- Opening Delimiter -

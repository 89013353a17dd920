//! REST endpoint catalogue: method, path, and query for every API operation.
//!
//! SYSTEM CONTEXT
//! ==============
//! `api::ApiClient` turns an `Endpoint` into an HTTP request. Keeping the
//! route table here, free of transport code, lets it be unit tested without a
//! browser.

#[cfg(test)]
#[path = "endpoints_test.rs"]
mod endpoints_test;

use super::types::AppointmentStatus;

/// HTTP verbs used by the booking API.
#[derive(Clone, Copy, Debug, PartialEq, Eq)]
pub enum Method {
    Get,
    Post,
    Put,
    Delete,
}

/// A resolved API route relative to the configured base URL.
#[derive(Clone, Debug, PartialEq, Eq)]
pub struct Endpoint {
    pub method: Method,
    pub path: String,
    pub query: Vec<(&'static str, String)>,
}

impl Endpoint {
    fn new(method: Method, path: impl Into<String>) -> Self {
        Self { method, path: path.into(), query: Vec::new() }
    }

    /// Add a query parameter, skipping absent or blank values.
    fn param(mut self, key: &'static str, value: Option<impl ToString>) -> Self {
        if let Some(value) = value.map(|v| v.to_string())
            && !value.trim().is_empty()
        {
            self.query.push((key, value));
        }
        self
    }

    /// Join the endpoint path onto `base` without doubling slashes.
    #[must_use]
    pub fn url(&self, base: &str) -> String {
        format!("{}{}", base.trim_end_matches('/'), self.path)
    }
}

pub mod auth {
    use super::{Endpoint, Method};

    #[must_use]
    pub fn register() -> Endpoint {
        Endpoint::new(Method::Post, "/auth/register")
    }

    #[must_use]
    pub fn login() -> Endpoint {
        Endpoint::new(Method::Post, "/auth/login")
    }

    #[must_use]
    pub fn me() -> Endpoint {
        Endpoint::new(Method::Get, "/auth/me")
    }
}

pub mod services {
    use super::{Endpoint, Method};

    #[must_use]
    pub fn list(category: Option<&str>) -> Endpoint {
        Endpoint::new(Method::Get, "/services").param("category", category)
    }

    #[must_use]
    pub fn get(id: i64) -> Endpoint {
        Endpoint::new(Method::Get, format!("/services/{id}"))
    }

    #[must_use]
    pub fn create() -> Endpoint {
        Endpoint::new(Method::Post, "/services")
    }

    #[must_use]
    pub fn update(id: i64) -> Endpoint {
        Endpoint::new(Method::Put, format!("/services/{id}"))
    }

    #[must_use]
    pub fn delete(id: i64) -> Endpoint {
        Endpoint::new(Method::Delete, format!("/services/{id}"))
    }
}

pub mod providers {
    use super::{Endpoint, Method};

    #[must_use]
    pub fn list() -> Endpoint {
        Endpoint::new(Method::Get, "/providers")
    }

    #[must_use]
    pub fn get(id: i64) -> Endpoint {
        Endpoint::new(Method::Get, format!("/providers/{id}"))
    }

    #[must_use]
    pub fn by_service(service_id: i64) -> Endpoint {
        Endpoint::new(Method::Get, format!("/providers/service/{service_id}"))
    }

    #[must_use]
    pub fn update_profile() -> Endpoint {
        Endpoint::new(Method::Put, "/providers/profile")
    }

    #[must_use]
    pub fn set_services() -> Endpoint {
        Endpoint::new(Method::Put, "/providers/services")
    }

    #[must_use]
    pub fn set_availability() -> Endpoint {
        Endpoint::new(Method::Put, "/providers/availability")
    }
}

pub mod appointments {
    use super::{AppointmentStatus, Endpoint, Method};

    #[must_use]
    pub fn create() -> Endpoint {
        Endpoint::new(Method::Post, "/appointments")
    }

    #[must_use]
    pub fn list_mine(status: Option<AppointmentStatus>) -> Endpoint {
        Endpoint::new(Method::Get, "/appointments/my").param("status", status.map(AppointmentStatus::as_str))
    }

    #[must_use]
    pub fn list_for_provider(status: Option<AppointmentStatus>, date: Option<&str>) -> Endpoint {
        Endpoint::new(Method::Get, "/appointments/provider")
            .param("status", status.map(AppointmentStatus::as_str))
            .param("date", date)
    }

    #[must_use]
    pub fn update_status(id: i64) -> Endpoint {
        Endpoint::new(Method::Put, format!("/appointments/{id}/status"))
    }

    #[must_use]
    pub fn cancel(id: i64) -> Endpoint {
        Endpoint::new(Method::Put, format!("/appointments/{id}/cancel"))
    }

    #[must_use]
    pub fn available_slots(provider_id: i64, date: &str) -> Endpoint {
        Endpoint::new(Method::Get, "/appointments/slots")
            .param("provider_id", Some(provider_id))
            .param("date", Some(date))
    }
}

pub mod reviews {
    use super::{Endpoint, Method};

    #[must_use]
    pub fn list() -> Endpoint {
        Endpoint::new(Method::Get, "/reviews")
    }

    #[must_use]
    pub fn create() -> Endpoint {
        Endpoint::new(Method::Post, "/reviews")
    }

    #[must_use]
    pub fn list_for_provider(provider_id: i64, page: u32) -> Endpoint {
        Endpoint::new(Method::Get, format!("/reviews/provider/{provider_id}")).param("page", Some(page.max(1)))
    }

    #[must_use]
    pub fn list_mine() -> Endpoint {
        Endpoint::new(Method::Get, "/reviews/my")
    }

    #[must_use]
    pub fn delete(id: i64) -> Endpoint {
        Endpoint::new(Method::Delete, format!("/reviews/{id}"))
    }
}

pub mod products {
    use super::{Endpoint, Method};

    #[must_use]
    pub fn list() -> Endpoint {
        Endpoint::new(Method::Get, "/products")
    }

    #[must_use]
    pub fn get(id: i64) -> Endpoint {
        Endpoint::new(Method::Get, format!("/products/{id}"))
    }

    #[must_use]
    pub fn create() -> Endpoint {
        Endpoint::new(Method::Post, "/products")
    }

    #[must_use]
    pub fn update(id: i64) -> Endpoint {
        Endpoint::new(Method::Put, format!("/products/{id}"))
    }

    #[must_use]
    pub fn delete(id: i64) -> Endpoint {
        Endpoint::new(Method::Delete, format!("/products/{id}"))
    }
}
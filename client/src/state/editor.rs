//! Create/edit/delete form state shared by the management tabs.
//!
//! DESIGN
//! ======
//! One form per entity serves both create and edit. `editing` holds the id of
//! the record being edited; `None` means the next submit creates. Deletes are
//! two-phase: `request_delete` arms a confirmation, `confirm_delete` hands the
//! id back for the API call, and `cancel_delete` disarms it without touching
//! anything else.

#[cfg(test)]
#[path = "editor_test.rs"]
mod editor_test;

/// What a form submission should do.
#[derive(Clone, Copy, Debug, PartialEq, Eq)]
pub enum SubmitTarget<Id> {
    Create,
    Update(Id),
}

#[derive(Clone, Debug, PartialEq)]
pub struct Editor<F, Id> {
    pub form: F,
    editing: Option<Id>,
    saving: bool,
    pending_delete: Option<Id>,
}

impl<F: Default, Id> Default for Editor<F, Id> {
    fn default() -> Self {
        Self { form: F::default(), editing: None, saving: false, pending_delete: None }
    }
}

impl<F: Default, Id: Copy + PartialEq> Editor<F, Id> {
    /// Load a record into the form for editing.
    pub fn begin_edit(&mut self, id: Id, form: F) {
        self.form = form;
        self.editing = Some(id);
    }

    /// Empty the form and return to create mode.
    pub fn reset(&mut self) {
        self.form = F::default();
        self.editing = None;
        self.saving = false;
    }

    #[must_use]
    pub fn editing(&self) -> Option<Id> {
        self.editing
    }

    #[must_use]
    pub fn is_editing(&self) -> bool {
        self.editing.is_some()
    }

    #[must_use]
    pub fn saving(&self) -> bool {
        self.saving
    }

    /// Start a save. Returns `None` while another save is in flight.
    pub fn begin_save(&mut self) -> Option<SubmitTarget<Id>> {
        if self.saving {
            return None;
        }
        self.saving = true;
        Some(self.editing.map_or(SubmitTarget::Create, SubmitTarget::Update))
    }

    /// Keep the entered values so the user can correct them.
    pub fn save_failed(&mut self) {
        self.saving = false;
    }

    pub fn save_succeeded(&mut self) {
        self.reset();
    }

    pub fn request_delete(&mut self, id: Id) {
        self.pending_delete = Some(id);
    }

    pub fn cancel_delete(&mut self) {
        self.pending_delete = None;
    }

    #[must_use]
    pub fn pending_delete(&self) -> Option<Id> {
        self.pending_delete
    }

    /// Consume the armed confirmation.
    pub fn confirm_delete(&mut self) -> Option<Id> {
        let id = self.pending_delete.take()?;
        if self.editing == Some(id) {
            self.reset();
        }
        Some(id)
    }
}
//! Provider dashboard editors: weekly availability rows and the offered
//! services checklist.

#[cfg(test)]
#[path = "provider_settings_test.rs"]
mod provider_settings_test;

use crate::net::types::AvailabilitySlot;
use crate::util::dates::parse_clock;

pub const DEFAULT_DAY: u8 = 1;
pub const DEFAULT_START: &str = "09:00";
pub const DEFAULT_END: &str = "17:00";

#[derive(Clone, Debug, Default, PartialEq, Eq)]
pub struct AvailabilityEditor {
    pub rows: Vec<AvailabilitySlot>,
}

impl AvailabilityEditor {
    /// Append a Monday 09:00-17:00 row.
    pub fn add_row(&mut self) {
        self.rows.push(AvailabilitySlot {
            id: None,
            day_of_week: DEFAULT_DAY,
            start_time: DEFAULT_START.to_owned(),
            end_time: DEFAULT_END.to_owned(),
        });
    }

    pub fn remove_row(&mut self, index: usize) {
        if index < self.rows.len() {
            self.rows.remove(index);
        }
    }

    pub fn set_day(&mut self, index: usize, day: u8) {
        if let Some(row) = self.rows.get_mut(index) {
            row.day_of_week = day.min(6);
        }
    }

    pub fn set_start(&mut self, index: usize, value: String) {
        if let Some(row) = self.rows.get_mut(index) {
            row.start_time = value;
        }
    }

    pub fn set_end(&mut self, index: usize, value: String) {
        if let Some(row) = self.rows.get_mut(index) {
            row.end_time = value;
        }
    }

    /// Rows ready to send, or the first problem found.
    ///
    /// # Errors
    ///
    /// Returns a message when a time is unreadable or a row ends before it
    /// starts.
    pub fn validate(&self) -> Result<Vec<AvailabilitySlot>, &'static str> {
        for row in &self.rows {
            let (Some(start), Some(end)) = (parse_clock(&row.start_time), parse_clock(&row.end_time)) else {
                return Err("Enter start and end times as HH:MM.");
            };
            if end <= start {
                return Err("Each time slot must end after it starts.");
            }
        }
        Ok(self.rows.clone())
    }
}

/// Ids of the services a provider offers.
#[derive(Clone, Debug, Default, PartialEq, Eq)]
pub struct ServiceSelection {
    ids: Vec<i64>,
}

impl ServiceSelection {
    #[must_use]
    pub fn from_ids(ids: impl IntoIterator<Item = i64>) -> Self {
        let mut selection = Self::default();
        for id in ids {
            if !selection.contains(id) {
                selection.ids.push(id);
            }
        }
        selection
    }

    pub fn toggle(&mut self, id: i64) {
        if let Some(pos) = self.ids.iter().position(|s| *s == id) {
            self.ids.remove(pos);
        } else {
            self.ids.push(id);
        }
    }

    #[must_use]
    pub fn contains(&self, id: i64) -> bool {
        self.ids.contains(&id)
    }

    #[must_use]
    pub fn ids(&self) -> &[i64] {
        &self.ids
    }
}
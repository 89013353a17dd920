use super::*;

#[derive(Clone, Debug, Default, PartialEq)]
struct NameForm {
    name: String,
}

fn form(name: &str) -> NameForm {
    NameForm { name: name.to_owned() }
}

#[test]
fn fresh_editor_creates() {
    let mut editor = Editor::<NameForm, i64>::default();
    assert!(!editor.is_editing());
    assert_eq!(editor.begin_save(), Some(SubmitTarget::Create));
}

#[test]
fn editing_target_turns_submit_into_update() {
    let mut editor = Editor::<NameForm, i64>::default();
    editor.begin_edit(5, form("Brow Wax"));
    assert_eq!(editor.form.name, "Brow Wax");
    assert_eq!(editor.begin_save(), Some(SubmitTarget::Update(5)));
}

#[test]
fn second_save_is_refused_while_saving() {
    let mut editor = Editor::<NameForm, i64>::default();
    assert!(editor.begin_save().is_some());
    assert_eq!(editor.begin_save(), None);
}

#[test]
fn failed_save_keeps_entered_values() {
    let mut editor = Editor::<NameForm, i64>::default();
    editor.begin_edit(2, form("Lash Lift"));
    editor.begin_save();
    editor.save_failed();
    assert_eq!(editor.form, form("Lash Lift"));
    assert_eq!(editor.editing(), Some(2));
    assert!(!editor.saving());
}

#[test]
fn successful_save_clears_form_and_target() {
    let mut editor = Editor::<NameForm, i64>::default();
    editor.begin_edit(2, form("Lash Lift"));
    editor.begin_save();
    editor.save_succeeded();
    assert_eq!(editor.form, NameForm::default());
    assert!(!editor.is_editing());
}

#[test]
fn cancelling_delete_is_idempotent() {
    let mut editor = Editor::<NameForm, i64>::default();
    editor.begin_edit(3, form("Facial"));
    let before = editor.clone();

    editor.request_delete(3);
    for _ in 0..3 {
        editor.cancel_delete();
    }
    assert_eq!(editor, before);
    assert_eq!(editor.confirm_delete(), None);
}

#[test]
fn confirm_delete_returns_target_once() {
    let mut editor = Editor::<NameForm, i64>::default();
    editor.request_delete(9);
    assert_eq!(editor.pending_delete(), Some(9));
    assert_eq!(editor.confirm_delete(), Some(9));
    assert_eq!(editor.confirm_delete(), None);
}

#[test]
fn deleting_the_edited_record_resets_form() {
    let mut editor = Editor::<NameForm, i64>::default();
    editor.begin_edit(4, form("Peel"));
    editor.request_delete(4);
    editor.confirm_delete();
    assert!(!editor.is_editing());
    assert_eq!(editor.form, NameForm::default());
}
#[component]
pub fn BookPage() -> impl IntoView {
    let api = expect_context::<ApiClient>();
    let config = expect_context::<ClientConfig>();
    let auth = expect_context::<RwSignal<AuthState>>();
    let params = use_params_map();
    let query = use_query_map();
    let navigate = use_navigate();

    let service_param = Memo::new(move |_| parse_id(params.read().get("service_id").as_deref()));
    let provider_param = Memo::new(move |_| parse_id(query.read().get("provider").as_deref()));
    let options = config.booking_options();

    let flow = RwSignal::new(BookingFlow::new(
        options,
        service_param.get_untracked(),
        provider_param.get_untracked(),
        dates::today(),
    ));

    {
        let api = api.clone();
        Effect::new(move || {
            let mut fresh = BookingFlow::new(options, service_param.get(), provider_param.get(), dates::today());
            let commands = fresh.start();
            flow.set(fresh);
            execute(flow, &api, commands);
        });
    }

    let on_service = {
        let api = api.clone();
        move |id: i64| {
            if let Some(commands) = flow.try_update(|f| {
                let result = f.select_service(id);
                f.settle(result)
            })
            .flatten()
            {
                execute(flow, &api, commands);
            }
        }
    };

    let on_provider = move |id: i64| {
        flow.update(|f| {
            let result = f.select_provider(id);
            f.settle(result);
        });
    };

    let on_date = {
        let api = api.clone();
        move |value: String| {
            let Some(date) = dates::parse_iso(&value) else {
                flow.update(BookingFlow::clear_date);
                return;
            };
            if let Some(command) = flow.try_update(|f| {
                let result = f.choose_date(date);
                f.settle(result)
            })
            .flatten()
            {
                execute(flow, &api, vec![command]);
            }
        }
    };

    let on_time = move |slot: String| {
        flow.update(|f| {
            let result = f.select_time(&slot);
            f.settle(result);
        });
    };

    let on_submit = {
        let api = api.clone();
        move |_| {
            let authenticated = auth.with_untracked(AuthState::is_authenticated);
            let command = flow
                .try_update(|f| {
                    let result = f.submit(authenticated);
                    f.settle(result)
                })
                .flatten();
            match command {
                Some(BookingCommand::RedirectToLogin) => navigate("/login", NavigateOptions::default()),
                Some(BookingCommand::Submit(booking)) => {
                    let api = api.clone();
                    let navigate = navigate.clone();
                    leptos::task::spawn_local(async move {
                        match api.create_appointment(&booking).await {
                            Ok(()) => {
                                flow.update(BookingFlow::submission_succeeded);
                                navigate("/appointments?success=true", NavigateOptions::default());
                            }
                            Err(e) => {
                                let message = e.user_message("Failed to book appointment");
                                flow.update(|f| f.submission_failed(message));
                            }
                        }
                    });
                }
                Some(_) | None => {}
            }
        }
    };

    let progress = move || {
        let current = flow.with(BookingFlow::step);
        let steps = flow.with(BookingFlow::visible_steps);
        let reached = steps.iter().position(|s| *s == current).unwrap_or(steps.len());
        steps
            .into_iter()
            .enumerate()
            .map(|(index, step)| {
                view! {
                    <div class="progress-step" class:active=index <= reached>
                        <span class="step-number">{index + 1}</span>
                        <span class="step-label">{step.label()}</span>
                    </div>
                }
            })
            .collect::<Vec<_>>()
    };

    let service_step = move || {
        let on_service = on_service.clone();
        match flow.with(|f| f.services.view()) {
            ListView::Loading => view! { <Spinner/> }.into_any(),
            ListView::Empty => view! { <p class="no-options">"No services available"</p> }.into_any(),
            ListView::Items => {
                let chosen = flow.with(|f| f.draft().service_id);
                view! {
                    <div class="booking-step">
                        <h2>"Select a Service"</h2>
                        <div class="options-grid">
                            {flow
                                .with(|f| f.services.items.clone())
                                .into_iter()
                                .map(|service| {
                                    let id = service.id;
                                    let on_service = on_service.clone();
                                    view! {
                                        <div
                                            class="option-card"
                                            class:selected=chosen == Some(id)
                                            on:click=move |_| on_service(id)
                                        >
                                            <h4>{service.name.clone()}</h4>
                                            <p>{format!("{} min", service.duration)}</p>
                                            <span class="price">{money(service.price)}</span>
                                        </div>
                                    }
                                })
                                .collect::<Vec<_>>()}
                        </div>
                    </div>
                }
                .into_any()
            }
        }
    };

    let provider_step = move || {
        let chosen = flow.with(|f| f.draft().provider_id);
        let grid = match flow.with(|f| f.providers.view()) {
            ListView::Loading => view! { <Spinner/> }.into_any(),
            ListView::Empty => {
                view! { <p class="no-options">"No providers offer this service yet"</p> }.into_any()
            }
            ListView::Items => view! {
                <div class="options-grid">
                    {flow
                        .with(|f| f.providers.items.clone())
                        .into_iter()
                        .map(|provider| {
                            let id = provider.id;
                            view! {
                                <div
                                    class="option-card"
                                    class:selected=chosen == Some(id)
                                    on:click=move |_| on_provider(id)
                                >
                                    <h4>{provider.name.clone()}</h4>
                                    <p>{provider.specialties.clone().unwrap_or_default()}</p>
                                    <span class="rating">{format!("★ {}", rating(provider.rating))}</span>
                                </div>
                            }
                        })
                        .collect::<Vec<_>>()}
                </div>
            }
            .into_any(),
        };
        view! {
            <div class="booking-step">
                <h2>"Select a Provider"</h2>
                <button class="back-btn" on:click=move |_| flow.update(BookingFlow::back)>
                    "← Back to Services"
                </button>
                {grid}
            </div>
        }
    };

    let date_step = move || {
        let on_date = on_date.clone();
        let back_label = if flow.with_untracked(BookingFlow::provider_step_active) {
            "← Back to Providers"
        } else {
            "← Back to Services"
        };
        let min = dates::iso(flow.with_untracked(BookingFlow::min_date));
        let value = move || flow.with(|f| f.draft().date.map(dates::iso).unwrap_or_default());
        let has_date = move || flow.with(|f| f.draft().date.is_some());

        let slots = move || match flow.with(|f| f.slots.view()) {
            ListView::Loading => view! { <Spinner/> }.into_any(),
            ListView::Empty => view! { <p class="no-options">"No available slots for this date"</p> }.into_any(),
            ListView::Items => {
                let chosen_time = flow.with(|f| f.draft().time.clone());
                view! {
                    <div class="slots-grid">
                        {flow
                            .with(|f| f.slots.items.clone())
                            .into_iter()
                            .map(|slot| {
                                let selected = chosen_time.as_deref() == Some(slot.as_str());
                                let value = slot.clone();
                                view! {
                                    <button
                                        class="slot-btn"
                                        class:selected=selected
                                        on:click=move |_| on_time(value.clone())
                                    >
                                        {slot}
                                    </button>
                                }
                            })
                            .collect::<Vec<_>>()}
                    </div>
                }
                .into_any()
            }
        };

        view! {
            <div class="booking-step">
                <h2>"Select Date & Time"</h2>
                <button class="back-btn" on:click=move |_| flow.update(BookingFlow::back)>{back_label}</button>
                <div class="date-picker">
                    <label for="booking-date">"Select Date"</label>
                    <input
                        id="booking-date"
                        type="date"
                        min=min
                        prop:value=value
                        on:change=move |ev| on_date(event_target_value(&ev))
                    />
                </div>
                <Show when=has_date>
                    <div class="time-slots">
                        <label>"Available Times"</label>
                        {slots}
                    </div>
                </Show>
            </div>
        }
    };

    let confirm_step = move || {
        let on_submit = on_submit.clone();
        let submitting = move || flow.with(BookingFlow::submitting);
        let error = move || {
            flow.with(|f| f.error().map(str::to_owned))
                .map(|e| view! { <div class="alert alert-error">{e}</div> })
        };
        let summary = move || {
            flow.with(BookingFlow::summary).map(|s| {
                view! {
                    <div class="booking-summary">
                        <div class="summary-item">
                            <span class="label">"Service"</span>
                            <span class="value">{s.service_name}</span>
                        </div>
                        {s.provider_name.map(|name| view! {
                            <div class="summary-item">
                                <span class="label">"Provider"</span>
                                <span class="value">{name}</span>
                            </div>
                        })}
                        <div class="summary-item">
                            <span class="label">"Date"</span>
                            <span class="value">{long_date(s.date)}</span>
                        </div>
                        <div class="summary-item">
                            <span class="label">"Time"</span>
                            <span class="value">{s.time}</span>
                        </div>
                        <div class="summary-item">
                            <span class="label">"Duration"</span>
                            <span class="value">{format!("{} minutes", s.duration)}</span>
                        </div>
                        <div class="summary-item total">
                            <span class="label">"Total"</span>
                            <span class="value">{money(s.price)}</span>
                        </div>
                    </div>
                }
            })
        };
        let notes = flow.with_untracked(|f| f.draft().notes.clone());

        view! {
            <div class="booking-step">
                <h2>"Confirm Booking"</h2>
                <button class="back-btn" on:click=move |_| flow.update(BookingFlow::back)>
                    "← Back to Date & Time"
                </button>
                {error}
                {summary}
                <div class="form-group">
                    <label for="booking-notes">"Additional Notes (Optional)"</label>
                    <textarea
                        id="booking-notes"
                        rows="3"
                        placeholder="Any special requests or notes for your appointment..."
                        prop:value=notes
                        on:input=move |ev| flow.update(|f| f.set_notes(event_target_value(&ev)))
                    ></textarea>
                </div>
                <button class="btn btn-primary btn-block btn-lg" disabled=submitting on:click=on_submit>
                    {move || if submitting() { "Booking..." } else { "Confirm Booking" }}
                </button>
            </div>
        }
    };

    let step = Memo::new(move |_| flow.with(BookingFlow::step));
    // Arms hand over closures so each step tracks the flow in its own scope.
    let content = move || match step.get() {
        BookingStep::SelectService => service_step.clone().into_any(),
        BookingStep::SelectProvider => provider_step.into_any(),
        BookingStep::SelectDateTime => date_step.clone().into_any(),
        BookingStep::Confirm | BookingStep::Submitted => confirm_step.clone().into_any(),
    };

    view! {
        <div class="book-page">
            <div class="page-header">
                <div class="container">
                    <h1>"Book Appointment"</h1>
                    <p>"Select your service and preferred time"</p>
                </div>
            </div>
            <div class="container booking-container">
                <div class="booking-progress">{progress}</div>
                {move || {
                    flow.with(|f| f.problem().map(str::to_owned))
                        .map(|p| view! { <div class="alert alert-error">{p}</div> })
                }}
                <div class="booking-content">{content}</div>
            </div>
        </div>
    }
}
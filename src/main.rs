#![recursion_limit = "256"]

mod config;
mod error;
mod routes;

use leptos::prelude::get_configuration;
use tracing_subscriber::EnvFilter;

use crate::config::HostConfig;
use crate::error::HostError;

#[tokio::main]
async fn main() {
    if let Err(e) = dotenvy::dotenv() {
        if !e.not_found() {
            eprintln!("failed to read .env: {e}");
        }
    }
    tracing_subscriber::fmt()
        .with_env_filter(EnvFilter::try_from_default_env().unwrap_or_else(|_| EnvFilter::new("info")))
        .init();

    if let Err(e) = run().await {
        tracing::error!(error = %e, "beautybook host failed");
        std::process::exit(1);
    }
}

async fn run() -> Result<(), HostError> {
    let config = HostConfig::from_env()?;
    let leptos_options = get_configuration(None)
        .map_err(|e| HostError::Leptos(e.to_string()))?
        .leptos_options;

    tracing::info!(
        api_base_url = %config.client.api_base_url,
        provider_step = config.client.provider_step,
        default_provider_id = config.client.default_provider_id,
        "client config loaded"
    );

    let app = routes::app(leptos_options, config.client);
    let listener = tokio::net::TcpListener::bind(("0.0.0.0", config.port)).await?;

    let port = config.port;
    tracing::info!(%port, "beautybook listening");
    axum::serve(listener, app).await?;
    Ok(())
}
//! Top navigation bar with role-aware links.
//!
//! SYSTEM CONTEXT
//! ==============
//! Rendered on every route. Reads the shared `AuthState` to decide between
//! login/register links and the signed-in menu, and links providers and
//! admins to their dashboards.

#[cfg(test)]
#[path = "navbar_test.rs"]
mod navbar_test;

use leptos::prelude::*;
use leptos_router::NavigateOptions;
use leptos_router::hooks::use_navigate;

use crate::net::types::Role;
use crate::state::auth::AuthState;

/// Dashboard link for roles that have one.
#[must_use]
pub fn dashboard_link(role: Role) -> Option<(&'static str, &'static str)> {
    match role {
        Role::Provider => Some(("/provider/dashboard", "Dashboard")),
        Role::Admin => Some(("/admin", "Admin")),
        Role::Client => None,
    }
}

#[component]
pub fn Navbar() -> impl IntoView {
    let auth = expect_context::<RwSignal<AuthState>>();
    let navigate = use_navigate();
    let menu_open = RwSignal::new(false);

    let on_logout = move |_| {
        crate::net::session::logout(auth);
        menu_open.set(false);
        navigate("/", NavigateOptions::default());
    };

    let role_link = move || {
        auth.get().role().and_then(dashboard_link).map(|(href, label)| {
            view! { <a class="navbar__link" href=href>{label}</a> }
        })
    };
    let user_name = move || auth.get().user.map(|u| u.name).unwrap_or_default();

    view! {
        <nav class="navbar">
            <div class="container navbar__inner">
                <a class="navbar__brand" href="/">"BeautyBook"</a>
                <button
                    class="navbar__toggle"
                    aria-label="Toggle menu"
                    on:click=move |_| menu_open.update(|open| *open = !*open)
                >
                    "☰"
                </button>
                <div class="navbar__links" class:navbar__links--open=move || menu_open.get()>
                    <a class="navbar__link" href="/">"Home"</a>
                    <a class="navbar__link" href="/services">"Services"</a>
                    <a class="navbar__link" href="/providers">"Providers"</a>
                    <a class="navbar__link" href="/reviews">"Reviews"</a>
                    <a class="navbar__link" href="/contact">"Contact"</a>
                    <Show
                        when=move || auth.get().is_authenticated()
                        fallback=|| {
                            view! {
                                <a class="navbar__link" href="/login">"Login"</a>
                                <a class="btn btn-primary navbar__cta" href="/register">"Sign Up"</a>
                            }
                        }
                    >
                        <a class="navbar__link" href="/appointments">"My Appointments"</a>
                        {role_link}
                        <span class="navbar__user">{user_name}</span>
                        <button class="btn btn-secondary navbar__logout" on:click=on_logout.clone()>
                            "Logout"
                        </button>
                    </Show>
                </div>
            </div>
        </nav>
    }
}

- Closing Delimiter -

- What is needed:
With the line holding "pub fn begin_save(&mut" as the first and the line holding "pub fn save_failed(&mut" as the last, please transcribe exactly the lines of the material above in that range and nothing else.

- Result of the task:
    pub fn begin_save(&mut self) -> Option<SubmitTarget<Id>> {
        if self.saving {
            return None;
        }
        self.saving = true;
        Some(self.editing.map_or(SubmitTarget::Create, SubmitTarget::Update))
    }

    /// Keep the entered values so the user can correct them.
    pub fn save_failed(&mut self) {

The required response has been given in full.